EXERCISE OBJECTIVE:
Copy out each line of the data below in which "expect" appears.
.....
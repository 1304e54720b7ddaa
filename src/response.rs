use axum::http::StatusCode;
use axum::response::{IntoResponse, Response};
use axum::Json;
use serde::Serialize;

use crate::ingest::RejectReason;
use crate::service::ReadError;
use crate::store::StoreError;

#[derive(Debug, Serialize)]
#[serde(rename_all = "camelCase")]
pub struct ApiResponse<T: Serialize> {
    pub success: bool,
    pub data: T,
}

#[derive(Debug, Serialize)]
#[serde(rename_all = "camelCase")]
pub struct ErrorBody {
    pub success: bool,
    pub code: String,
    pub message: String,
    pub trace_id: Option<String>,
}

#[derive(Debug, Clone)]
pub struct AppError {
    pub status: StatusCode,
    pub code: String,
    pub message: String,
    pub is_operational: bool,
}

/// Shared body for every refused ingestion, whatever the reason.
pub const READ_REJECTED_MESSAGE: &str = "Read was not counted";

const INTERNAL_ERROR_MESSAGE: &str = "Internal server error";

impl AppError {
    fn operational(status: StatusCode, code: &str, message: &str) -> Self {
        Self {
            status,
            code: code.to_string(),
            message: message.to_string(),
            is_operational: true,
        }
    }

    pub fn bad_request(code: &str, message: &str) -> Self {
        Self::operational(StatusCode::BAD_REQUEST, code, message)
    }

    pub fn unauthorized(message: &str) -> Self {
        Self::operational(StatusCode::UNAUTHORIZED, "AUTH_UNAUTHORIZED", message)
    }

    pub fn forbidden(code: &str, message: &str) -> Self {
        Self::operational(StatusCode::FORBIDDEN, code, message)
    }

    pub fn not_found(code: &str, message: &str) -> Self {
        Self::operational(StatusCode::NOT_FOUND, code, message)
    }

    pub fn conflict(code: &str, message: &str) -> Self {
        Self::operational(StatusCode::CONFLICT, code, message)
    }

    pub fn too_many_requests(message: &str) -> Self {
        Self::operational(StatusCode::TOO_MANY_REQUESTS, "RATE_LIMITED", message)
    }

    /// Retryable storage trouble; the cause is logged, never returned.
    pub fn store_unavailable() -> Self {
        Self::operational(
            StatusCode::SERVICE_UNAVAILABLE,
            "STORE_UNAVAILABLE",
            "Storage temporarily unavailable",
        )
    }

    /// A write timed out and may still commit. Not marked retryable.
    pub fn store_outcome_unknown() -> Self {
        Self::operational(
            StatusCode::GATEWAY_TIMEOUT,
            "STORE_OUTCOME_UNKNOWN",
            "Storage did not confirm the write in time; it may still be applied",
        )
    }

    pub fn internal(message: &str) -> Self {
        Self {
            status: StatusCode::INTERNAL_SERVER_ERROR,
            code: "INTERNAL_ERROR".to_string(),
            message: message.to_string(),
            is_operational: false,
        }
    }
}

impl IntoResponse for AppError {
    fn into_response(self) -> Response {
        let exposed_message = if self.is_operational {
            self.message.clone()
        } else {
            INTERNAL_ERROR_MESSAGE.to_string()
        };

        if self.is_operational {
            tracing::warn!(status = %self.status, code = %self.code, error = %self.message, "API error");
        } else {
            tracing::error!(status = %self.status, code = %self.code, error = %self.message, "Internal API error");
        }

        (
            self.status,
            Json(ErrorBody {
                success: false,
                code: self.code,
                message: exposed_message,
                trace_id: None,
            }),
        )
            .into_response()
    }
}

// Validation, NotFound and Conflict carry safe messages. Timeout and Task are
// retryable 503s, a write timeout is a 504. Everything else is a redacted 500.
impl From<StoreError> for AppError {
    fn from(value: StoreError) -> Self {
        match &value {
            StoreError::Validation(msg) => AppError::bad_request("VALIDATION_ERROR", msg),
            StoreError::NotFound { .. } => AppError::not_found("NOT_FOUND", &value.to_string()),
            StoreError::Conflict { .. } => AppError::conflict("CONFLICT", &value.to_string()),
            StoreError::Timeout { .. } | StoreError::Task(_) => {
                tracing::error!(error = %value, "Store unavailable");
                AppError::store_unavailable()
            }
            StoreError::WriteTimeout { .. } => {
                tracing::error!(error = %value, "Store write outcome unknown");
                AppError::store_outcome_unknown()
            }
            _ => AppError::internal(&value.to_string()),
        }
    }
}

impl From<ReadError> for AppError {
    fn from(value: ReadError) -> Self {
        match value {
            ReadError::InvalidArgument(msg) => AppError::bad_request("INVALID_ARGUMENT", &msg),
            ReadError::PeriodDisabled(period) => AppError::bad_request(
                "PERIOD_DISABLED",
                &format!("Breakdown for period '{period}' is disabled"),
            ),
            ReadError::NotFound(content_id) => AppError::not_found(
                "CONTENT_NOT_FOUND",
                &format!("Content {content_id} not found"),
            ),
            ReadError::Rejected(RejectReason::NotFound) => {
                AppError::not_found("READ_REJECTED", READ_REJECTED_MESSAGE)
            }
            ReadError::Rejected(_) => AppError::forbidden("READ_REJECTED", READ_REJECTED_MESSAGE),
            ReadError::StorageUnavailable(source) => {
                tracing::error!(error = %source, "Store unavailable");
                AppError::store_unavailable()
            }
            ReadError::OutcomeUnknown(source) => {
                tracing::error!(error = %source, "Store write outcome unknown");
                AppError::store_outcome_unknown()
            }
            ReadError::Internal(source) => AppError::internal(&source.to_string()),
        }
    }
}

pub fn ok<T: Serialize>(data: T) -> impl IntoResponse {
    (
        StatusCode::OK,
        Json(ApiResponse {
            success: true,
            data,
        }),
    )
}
.....
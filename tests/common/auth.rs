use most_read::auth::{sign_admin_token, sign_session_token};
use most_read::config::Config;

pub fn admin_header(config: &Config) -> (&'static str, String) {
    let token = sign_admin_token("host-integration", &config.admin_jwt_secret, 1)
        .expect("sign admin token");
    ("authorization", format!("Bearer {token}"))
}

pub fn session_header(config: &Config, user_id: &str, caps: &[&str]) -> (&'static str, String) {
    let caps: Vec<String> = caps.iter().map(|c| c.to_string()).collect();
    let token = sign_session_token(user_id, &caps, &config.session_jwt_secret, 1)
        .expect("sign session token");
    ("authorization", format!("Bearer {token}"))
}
.....
ANSWER:
        .expect("sign admin token");
        .expect("sign session token");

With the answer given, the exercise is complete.